How do they do it? They give control to the customer, while building trust with personal email communications that are relevant.

Here we take a look at how Costa have used their email marketing programme to improve the customer experience, data-capture and retention of their loyalty programme.


Taking away the barriers

Costa took the pain out of joining their loyalty scheme by taking the admin online. To sign up to their coffee club all you need to do is pick-up a free card in-store – there are no strings attached, no forms and no waiting around.

Costa then incentivise their customers to register their card with their details online. People pick-up the cards at the same time as making a purchase, so they will usually have a few points on them already. However, to use the points customers must complete their registration online. By making the card free and easy to pick-up, and by putting the points on ready to redeem, Costa make membership straightforward and worth the small effort that it does involve. They don’t force customers to give them information in the coffee shops – they trust their customers to do this themselves online and reap the benefits.


Making it simple

Lots of companies over-complicate their data-capture methods. They’re obsessed with capturing as much information as possible but in doing so put the customer off. When they do capture the data it’s often imported onto their CRM system and databases with lots of errors, meaning companies end-up with information requiring lots of regular cleaning.

Costa buck this trend by asking the customer to input the data themselves online. When the customer inputs their own data there’s less chance of errors and no need to pay agencies to input it. As the membership is completed online it means there’s little time delay between joining the club and receiving your first email. And because the rewards are sent by email the member is far more likely to enter an email address.


Starting a conversation

Email isn’t a one-way street – it’s a conversation. And the best way to start a conversation is to ask a question. Costa do a great job of this with their email that asks people what type of coffee drinker they are.


Costa Coffee Club


Instead of spending hours profiling their customers’ data they simply ask the customers to profile themselves. They do this by sending a quirky email asking them about their reasons for drinking their coffee. Are they the early morning caffeine addict or coffee-with-a-book type? Do they go for a coffee to daydream or gossip with friends? This approach saves hours of data-profiling and is a good way of engaging the recipient. They even incentivise the recipient to give them as much information as possible by offering them extra loyalty points!


Getting to the point

Costa don’t send lots of long emails.

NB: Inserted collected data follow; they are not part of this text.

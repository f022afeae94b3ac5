//! # devcap-profile: Requirement Documents and Composition
//!
//! Typed requirement documents decoded against a [`Registry`]:
//!
//! - **Capability blocks** ([`block`]): named bundles of declared values per
//!   category (features, properties, formats, queue families, video profiles).
//! - **Profiles** ([`profile`]): baseline version, required profiles, slots of
//!   single or alternative blocks, optionals and fallbacks.
//! - **Device snapshots** ([`device`]): what a target actually reports.
//! - **Decoding and encoding** ([`decode`], [`encode`]): generic document
//!   trees to typed values and back.
//! - **Composition** ([`composer`]): flattening a profile and everything it
//!   requires into a validated [`EvaluationPlan`].
//!
//! [`Registry`]: devcap_registry::Registry

pub mod block;
pub mod composer;
pub mod decode;
pub mod device;
pub mod encode;
pub mod profile;
pub mod video;

pub use block::{CapabilityBlock, StructValues};
pub use composer::{Composer, EvaluationPlan, PlanSlot, PlannedBlock};
pub use decode::Decoder;
pub use device::DeviceCapabilities;
pub use encode::Encoder;
pub use profile::{Profile, ProfileSet, Slot};
pub use video::{
    ActualVideoProfile, AxisValue, VideoProfileAxis, VideoProfileDecl, VideoProfileInstance,
};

They realise that purchasing coffee is high frequency but low engagement activity – and like their coffee, their marketing can easily be digested on the go.

The emails alternate between promotional offers and brand messaging but the structure is always clear and simple. They don’t make the recipient read lots of text – they’re designed to be scanned quickly. Their emails are designed to take up 10 seconds of their customers’ lives – they’re not asking you to dedicate more time than you’re willing to invest.


Being personal

Within a typical email there are up to 25 elements that can be personalised according to where the customer is in the purchase cycle, the type of products they’ve purchased or are likely to purchase and their consumption habits.

Example of a Costa Coffee Club email

Costa look at the balance on the recipient’s loyalty card and include offers that are relevant to them. This high level of personalisation makes their communications feel relevant, meaning recipients are far more likely to convert. By matching offers to the balance on the loyalty cards it means they again remove barriers to redemption which leads to the high rates they boast.

So there you go – the art of using email to improve your loyalty club membership. If you’re still using paper forms to gather data then look at how your email programme could be used to support you better.

You may just find that by taking loyalty online you can not only improve your data-capture, efficiency and membership but you also find an easier way to start a conversation.